WILLIAMSON MAGOR AND COMPANY LTD. AND ORS.
For the Petitioner : Mr. Ratnako Banerjee, Sr. Advocate
Mr. Rishad Medora, Advocate
Mr. Ramya Hariharan, Advocate
Mr. Soumava Mukherjee, Advocate
For the Defendant Nos. : Mr. Jishnu Chowdhury, Advocate
1 to 6 Mr. Rishav Banerjee, Advocate
Mr. Srinjoy Bhattacharya, Advocate
For the Defendant No. 7 : Mr. S.K. Kapur, Sr. Advocate
Mr. Ranjan Bachawat, Sr. Advocate
Mr. R. Bhattacharya, Advocate
Mr. Sayantan Bose, Advocate
Ms. Madhurima Das, Advocate
Hearing concluded on : February 5, 2021
Judgment on : February 23, 2021
DEBANGSU BASAK, J. :-
1.
In a suit for declaration and injunction, the plaintiffs have sought
interim order of injunction in respect of specified shares of certain legal
entities on which the plaintiffs claim pledge.

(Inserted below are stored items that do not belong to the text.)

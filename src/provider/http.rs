//! HTTP client for the payment provider's JSON API.
//!
//! # Endpoints
//!
//! - `POST {base}/api/deposits` — submit a credit
//! - `POST {base}/api/withdrawals` — submit a debit
//! - `GET {base}/api/transactions?order_id=&provider_ref=` — status query
//!
//! Submissions carry an HMAC-SHA256 signature of the request body in the
//! `X-Signature` header so the provider can verify the caller.
//!
//! # Response envelope
//!
//! Every endpoint answers with a `success` flag:
//!
//! ```json
//! {"success": true, "transaction_id": "TXN-42"}
//! {"success": true, "status": "settled"}
//! {"success": false, "message": "player not recognized"}
//! ```
//!
//! A body that parses with `success = false` is an explicit rejection
//! regardless of HTTP status. Anything that does not parse — including a
//! non-2xx status with no structured error — is classified as a transient
//! network failure.
//!
//! # Retry policy
//!
//! Transient failures are retried in-client a bounded number of times with
//! exponential backoff; rejections are returned immediately. Every request
//! runs under the configured timeout, and a timeout counts as transient.

use std::time::Duration;

use async_trait::async_trait;
use hmac::{Hmac, Mac};
use serde::{Deserialize, Serialize};
use sha2::Sha256;
use url::Url;
use uuid::Uuid;

use crate::provider::{PaymentProvider, ProviderError, ProviderStatus, Submission};

type HmacSha256 = Hmac<Sha256>;

/// Connection settings for the provider client.
#[derive(Debug, Clone)]
pub struct HttpProviderConfig {
    /// Base URL of the provider API
    pub base_url: Url,

    /// Shared secret for request signing
    pub secret: String,

    /// Per-request timeout; a timeout is a transient failure
    pub timeout: Duration,

    /// Transient failures retried per call before giving up
    pub max_retries: u32,

    /// Initial backoff delay, doubled on each retry
    pub retry_backoff: Duration,
}

/// Body of a submission request.
#[derive(Debug, Serialize)]
struct SubmitRequest {
    player_id: Uuid,
    order_id: Uuid,
    amount_cents: i64,
}

/// Provider response to a submission.
#[derive(Debug, Deserialize)]
struct SubmitResponse {
    success: bool,
    transaction_id: Option<String>,
    message: Option<String>,
}

/// Provider response to a status query.
#[derive(Debug, Deserialize)]
struct StatusResponse {
    success: bool,
    status: Option<String>,
    message: Option<String>,
}

/// reqwest-backed implementation of [`PaymentProvider`].
pub struct HttpPaymentClient {
    http: reqwest::Client,
    config: HttpProviderConfig,
}

impl HttpPaymentClient {
    /// Build the client with its timeout baked into the connection pool.
    pub fn new(config: HttpProviderConfig) -> anyhow::Result<Self> {
        let http = reqwest::Client::builder().timeout(config.timeout).build()?;

        Ok(Self { http, config })
    }

    /// Generate the HMAC-SHA256 signature for a request body.
    ///
    /// # Format
    ///
    /// `sha256=<hex_encoded_hmac>`
    fn sign(&self, payload: &str) -> String {
        let mut mac = HmacSha256::new_from_slice(self.config.secret.as_bytes())
            .expect("HMAC key length is valid");
        mac.update(payload.as_bytes());
        let result = mac.finalize();
        format!("sha256={}", hex::encode(result.into_bytes()))
    }

    fn join(&self, path: &str) -> Result<Url, ProviderError> {
        self.config
            .base_url
            .join(path)
            .map_err(|e| ProviderError::Network(format!("invalid provider URL: {e}")))
    }

    /// Submit to one of the two submission endpoints.
    async fn submit(
        &self,
        path: &str,
        user_id: Uuid,
        order_id: Uuid,
        amount_cents: i64,
    ) -> Result<Submission, ProviderError> {
        let url = self.join(path)?;
        let body = SubmitRequest {
            player_id: user_id,
            order_id,
            amount_cents,
        };
        let payload = serde_json::to_string(&body)
            .map_err(|e| ProviderError::Network(format!("failed to serialize request: {e}")))?;
        let signature = self.sign(&payload);

        let mut attempt: u32 = 0;
        loop {
            let result = self.try_submit(&url, &payload, &signature).await;
            match result {
                Err(ProviderError::Network(ref msg)) if attempt < self.config.max_retries => {
                    attempt += 1;
                    let delay = self.config.retry_backoff * 2u32.pow(attempt - 1);
                    tracing::debug!(
                        %order_id,
                        attempt,
                        ?delay,
                        "transient provider failure, retrying: {msg}"
                    );
                    tokio::time::sleep(delay).await;
                }
                other => return other,
            }
        }
    }

    async fn try_submit(
        &self,
        url: &Url,
        payload: &str,
        signature: &str,
    ) -> Result<Submission, ProviderError> {
        let response = self
            .http
            .post(url.clone())
            .header("Content-Type", "application/json")
            .header("X-Signature", signature)
            .body(payload.to_string())
            .send()
            .await
            .map_err(|e| ProviderError::Network(format!("request failed: {e}")))?;

        let status = response.status();
        let body = response
            .text()
            .await
            .map_err(|e| ProviderError::Network(format!("failed to read response: {e}")))?;

        // Classification happens on the parsed body first: a structured
        // rejection is terminal even on a non-2xx status.
        match serde_json::from_str::<SubmitResponse>(&body) {
            Ok(parsed) if parsed.success => parsed
                .transaction_id
                .map(|provider_ref| Submission { provider_ref })
                .ok_or_else(|| {
                    ProviderError::Network("provider acknowledged without a reference".into())
                }),
            Ok(parsed) => Err(ProviderError::Rejected(
                parsed
                    .message
                    .unwrap_or_else(|| "request rejected by provider".into()),
            )),
            Err(_) => Err(ProviderError::Network(format!(
                "provider returned {status} with no parseable body"
            ))),
        }
    }

    async fn try_poll(&self, url: &Url) -> Result<ProviderStatus, ProviderError> {
        let response = self
            .http
            .get(url.clone())
            .send()
            .await
            .map_err(|e| ProviderError::Network(format!("request failed: {e}")))?;

        let status = response.status();
        let body = response
            .text()
            .await
            .map_err(|e| ProviderError::Network(format!("failed to read response: {e}")))?;

        match serde_json::from_str::<StatusResponse>(&body) {
            Ok(parsed) if parsed.success => match parsed.status.as_deref() {
                Some("settled") => Ok(ProviderStatus::Settled),
                Some("pending") => Ok(ProviderStatus::Pending),
                Some("failed") => Ok(ProviderStatus::Failed),
                other => Err(ProviderError::Network(format!(
                    "provider reported unrecognized status {other:?}"
                ))),
            },
            Ok(parsed) => Err(ProviderError::Rejected(
                parsed
                    .message
                    .unwrap_or_else(|| "status query rejected by provider".into()),
            )),
            Err(_) => Err(ProviderError::Network(format!(
                "provider returned {status} with no parseable body"
            ))),
        }
    }
}

#[async_trait]
impl PaymentProvider for HttpPaymentClient {
    async fn submit_credit(
        &self,
        user_id: Uuid,
        order_id: Uuid,
        amount_cents: i64,
    ) -> Result<Submission, ProviderError> {
        self.submit("api/deposits", user_id, order_id, amount_cents)
            .await
    }

    async fn submit_debit(
        &self,
        user_id: Uuid,
        order_id: Uuid,
        amount_cents: i64,
    ) -> Result<Submission, ProviderError> {
        self.submit("api/withdrawals", user_id, order_id, amount_cents)
            .await
    }

    async fn poll_status(
        &self,
        order_id: Uuid,
        provider_ref: &str,
    ) -> Result<ProviderStatus, ProviderError> {
        let mut url = self.join("api/transactions")?;
        url.query_pairs_mut()
            .append_pair("order_id", &order_id.to_string())
            .append_pair("provider_ref", provider_ref);

        let mut attempt: u32 = 0;
        loop {
            let result = self.try_poll(&url).await;
            match result {
                Err(ProviderError::Network(ref msg)) if attempt < self.config.max_retries => {
                    attempt += 1;
                    let delay = self.config.retry_backoff * 2u32.pow(attempt - 1);
                    tracing::debug!(
                        %order_id,
                        attempt,
                        ?delay,
                        "transient provider failure, retrying: {msg}"
                    );
                    tokio::time::sleep(delay).await;
                }
                other => return other,
            }
        }
    }
}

2. Learned Senior advocate appearing for the plaintiffs has submitted
that, the plaintiff No. 1 is a mutual fund scheme established in
accordance with the Securities and Exchange Board of India (Mutual
Fund) Regulations, 1996 and is a trust registered under the provisions
of the Indian Trust Act, 1882. He has submitted that, the plaintiff No. 2
is an asset management company. He has drawn the attention of the
court to the transactions that the plaintiffs had with the defendant Nos.

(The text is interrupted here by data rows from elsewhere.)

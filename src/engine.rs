//! Reconciliation engine - drives ledger entries through their state machine.
//!
//! One `sweep()` pass:
//!
//! 1. Every `pending` entry is submitted to the payment provider. Success
//!    stores the provider reference and CAS-transitions the entry to
//!    `submitted`. An explicit rejection fails the entry immediately; a
//!    transient failure increments the attempt counter and leaves the entry
//!    `pending` until the counter reaches its cap.
//! 2. Every `submitted` entry is polled. A provider-side `settled` triggers
//!    the settle pair: CAS `submitted -> settled`, then — only for the CAS
//!    winner — the balance delta. A provider-side `failed` (or rejection of
//!    the poll itself) CAS-transitions to `failed` with no balance change.
//!
//! # Concurrency
//!
//! The sweep is safe to invoke concurrently with itself. Every transition is
//! a compare-and-swap, so when two overlapping ticks race on the same entry
//! exactly one wins and the loser's work degrades to a no-op. In particular
//! the balance delta is applied at most once per entry because it is gated on
//! winning the unique `submitted -> settled` transition.
//!
//! # Isolation
//!
//! Entries are independent. A failure while processing one entry is recorded
//! in the [`SweepReport`] and the sweep moves on; it never aborts the tick
//! for the remaining entries.

use std::sync::Arc;
use std::time::Duration;

use serde::Serialize;
use tokio::time::Instant;
use uuid::Uuid;

use crate::error::AppError;
use crate::models::ledger::{EntryKind, EntryStatus, LedgerEntry};
use crate::provider::{PaymentProvider, ProviderError, ProviderStatus};
use crate::store::{BalanceAccessor, LedgerStore};

/// Outcome of processing a single entry within one tick.
enum TickOutcome {
    /// Entry advanced to `submitted`
    Submitted,
    /// Entry reached `settled` and the balance delta was applied
    Settled,
    /// Entry reached `failed`
    Failed,
    /// Nothing to do this tick (provider still pending, transient failure,
    /// or a lost CAS race)
    Skipped,
}

/// Summary of one reconciliation sweep.
///
/// Returned by the manual trigger endpoint and logged by the scheduler.
#[derive(Debug, Default, Serialize)]
pub struct SweepReport {
    /// Entries that advanced to `submitted` this tick
    pub submitted: usize,

    /// Entries settled this tick (balance applied)
    pub settled: usize,

    /// Entries that reached `failed` this tick
    pub failed: usize,

    /// Entries left untouched (provider pending, transient failures, lost
    /// CAS races)
    pub skipped: usize,

    /// Entries not reached before the tick budget ran out; retried next tick
    pub abandoned: usize,

    /// Entries whose processing errored this tick
    pub errors: Vec<SweepError>,
}

/// One entry that errored during a sweep.
#[derive(Debug, Serialize)]
pub struct SweepError {
    pub entry_id: Uuid,
    pub message: String,
}

/// Drives the per-entry state machine against the injected collaborators.
///
/// The engine owns no state of its own; the ledger store is the single
/// source of truth, which is what lets any number of engine instances (or
/// overlapping ticks of one instance) coexist.
pub struct ReconciliationEngine {
    ledger: Arc<dyn LedgerStore>,
    balances: Arc<dyn BalanceAccessor>,
    provider: Arc<dyn PaymentProvider>,

    /// Transient submission failures tolerated before an entry is failed
    max_submit_attempts: u32,

    /// Wall-clock budget for one sweep; entries beyond it wait for the next
    /// tick
    tick_budget: Duration,
}

impl ReconciliationEngine {
    pub fn new(
        ledger: Arc<dyn LedgerStore>,
        balances: Arc<dyn BalanceAccessor>,
        provider: Arc<dyn PaymentProvider>,
        max_submit_attempts: u32,
        tick_budget: Duration,
    ) -> Self {
        Self {
            ledger,
            balances,
            provider,
            max_submit_attempts,
            tick_budget,
        }
    }

    /// Run one reconciliation pass over all non-terminal entries.
    ///
    /// Processes `pending` entries first, then `submitted` ones, oldest
    /// first within each phase. The `submitted` set is loaded after the
    /// pending phase completes, so an entry submitted this tick can also be
    /// polled this tick.
    ///
    /// # Errors
    ///
    /// Only loading the work lists can fail the sweep as a whole; per-entry
    /// failures are collected into the report instead.
    pub async fn sweep(&self) -> Result<SweepReport, AppError> {
        let deadline = Instant::now() + self.tick_budget;
        let mut report = SweepReport::default();

        let pending = self.ledger.find_by_status(EntryStatus::Pending).await?;
        for entry in &pending {
            self.process_entry(entry, Phase::Submit, deadline, &mut report)
                .await;
        }

        let submitted = self.ledger.find_by_status(EntryStatus::Submitted).await?;
        for entry in &submitted {
            self.process_entry(entry, Phase::Poll, deadline, &mut report)
                .await;
        }

        Ok(report)
    }

    /// Process one entry, folding its outcome into the report.
    ///
    /// Budget and isolation handling live here so both phases share them: an
    /// exhausted budget abandons the entry for this tick, and an error is
    /// recorded without propagating.
    async fn process_entry(
        &self,
        entry: &LedgerEntry,
        phase: Phase,
        deadline: Instant,
        report: &mut SweepReport,
    ) {
        if Instant::now() >= deadline {
            report.abandoned += 1;
            return;
        }

        let result = match phase {
            Phase::Submit => self.process_pending(entry).await,
            Phase::Poll => self.process_submitted(entry).await,
        };

        match result {
            Ok(TickOutcome::Submitted) => report.submitted += 1,
            Ok(TickOutcome::Settled) => report.settled += 1,
            Ok(TickOutcome::Failed) => report.failed += 1,
            Ok(TickOutcome::Skipped) => report.skipped += 1,
            Err(e) => {
                tracing::error!(entry_id = %entry.id, "reconciliation failed for entry: {e}");
                report.errors.push(SweepError {
                    entry_id: entry.id,
                    message: e.to_string(),
                });
            }
        }
    }

    /// Submit a `pending` entry to the provider.
    async fn process_pending(&self, entry: &LedgerEntry) -> Result<TickOutcome, AppError> {
        let submission = match entry.kind {
            EntryKind::Credit => {
                self.provider
                    .submit_credit(entry.user_id, entry.id, entry.amount_cents)
                    .await
            }
            EntryKind::Debit => {
                self.provider
                    .submit_debit(entry.user_id, entry.id, entry.amount_cents)
                    .await
            }
        };

        match submission {
            Ok(ack) => {
                if self.ledger.mark_submitted(entry.id, &ack.provider_ref).await? {
                    tracing::info!(
                        entry_id = %entry.id,
                        provider_ref = %ack.provider_ref,
                        "entry submitted to provider"
                    );
                    Ok(TickOutcome::Submitted)
                } else {
                    // Another tick submitted this entry first; its reference
                    // stands.
                    Ok(TickOutcome::Skipped)
                }
            }
            Err(ProviderError::Rejected(reason)) => {
                tracing::warn!(entry_id = %entry.id, "provider rejected submission: {reason}");
                if self
                    .ledger
                    .transition(entry.id, EntryStatus::Pending, EntryStatus::Failed)
                    .await?
                {
                    Ok(TickOutcome::Failed)
                } else {
                    Ok(TickOutcome::Skipped)
                }
            }
            Err(ProviderError::Network(reason)) => {
                let attempts = self.ledger.record_attempt(entry.id).await?;
                if attempts >= self.max_submit_attempts {
                    tracing::warn!(
                        entry_id = %entry.id,
                        attempts,
                        "submission retries exhausted: {reason}"
                    );
                    if self
                        .ledger
                        .transition(entry.id, EntryStatus::Pending, EntryStatus::Failed)
                        .await?
                    {
                        Ok(TickOutcome::Failed)
                    } else {
                        Ok(TickOutcome::Skipped)
                    }
                } else {
                    tracing::debug!(
                        entry_id = %entry.id,
                        attempts,
                        "transient submission failure, entry stays pending: {reason}"
                    );
                    Ok(TickOutcome::Skipped)
                }
            }
        }
    }

    /// Poll a `submitted` entry and settle or fail it.
    async fn process_submitted(&self, entry: &LedgerEntry) -> Result<TickOutcome, AppError> {
        // A submitted entry always carries a reference; it was stored in the
        // same CAS that made it submitted.
        let Some(provider_ref) = entry.provider_ref.as_deref() else {
            return Err(AppError::InvalidRequest(format!(
                "submitted entry {} has no provider reference",
                entry.id
            )));
        };

        match self.provider.poll_status(entry.id, provider_ref).await {
            Ok(ProviderStatus::Pending) => Ok(TickOutcome::Skipped),
            Ok(ProviderStatus::Settled) => {
                // The settle pair. Only the winner of this CAS applies the
                // delta, which is the at-most-once guarantee for balances.
                if self
                    .ledger
                    .transition(entry.id, EntryStatus::Submitted, EntryStatus::Settled)
                    .await?
                {
                    let new_balance = self
                        .balances
                        .apply_delta(entry.user_id, entry.balance_delta())
                        .await?;
                    tracing::info!(
                        entry_id = %entry.id,
                        user_id = %entry.user_id,
                        new_balance,
                        "entry settled, balance applied"
                    );
                    Ok(TickOutcome::Settled)
                } else {
                    Ok(TickOutcome::Skipped)
                }
            }
            Ok(ProviderStatus::Failed) | Err(ProviderError::Rejected(_)) => {
                if self
                    .ledger
                    .transition(entry.id, EntryStatus::Submitted, EntryStatus::Failed)
                    .await?
                {
                    tracing::warn!(entry_id = %entry.id, "provider reported entry failed");
                    Ok(TickOutcome::Failed)
                } else {
                    Ok(TickOutcome::Skipped)
                }
            }
            // Polling is not attempt-bounded: the provider has acknowledged
            // this submission, so only its authoritative answer may
            // terminate the entry.
            Err(ProviderError::Network(reason)) => {
                tracing::debug!(
                    entry_id = %entry.id,
                    "transient poll failure, will retry next tick: {reason}"
                );
                Ok(TickOutcome::Skipped)
            }
        }
    }
}

/// Which half of the sweep an entry belongs to.
#[derive(Clone, Copy)]
enum Phase {
    Submit,
    Poll,
}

1 to 4. He has submitted that, that the defendant Nos. 1 to 4 comprise
the Williamson Magor Group. He has submitted that, the defendant Nos.
5 and 6 are the promoters and directors of the defendant Nos. 1 to 4.
The defendant Nos. 1 to 4 had obtain credit facilities from the plaintiffs
and as security for the repayment of such credit facilities. The defendant
Nos. 1 to 4 had inter alia agreed to pledge specified shares of specified
legal entities in favour of the plaintiffs. He has referred to the various
documents that the parties had executed. He has submitted that, the
defendant Nos. 1 to 4 had enjoyed sums in excess of Rupees one
hundred crores from the plaintiffs. The defendant Nos. 1 to 4 had failed
to adhere to the terms and conditions of the contract between the
parties. The defendants had failed to pledge the agreed shares in favour
of the plaintiffs. Consequently, the plaintiffs have sought for a
declaration that, the shares of the specified legal entities held by the
defendant numbers 1 to 4 stand pledged in favour of the plaintiffs and
for consequential reliefs with regard to those shares.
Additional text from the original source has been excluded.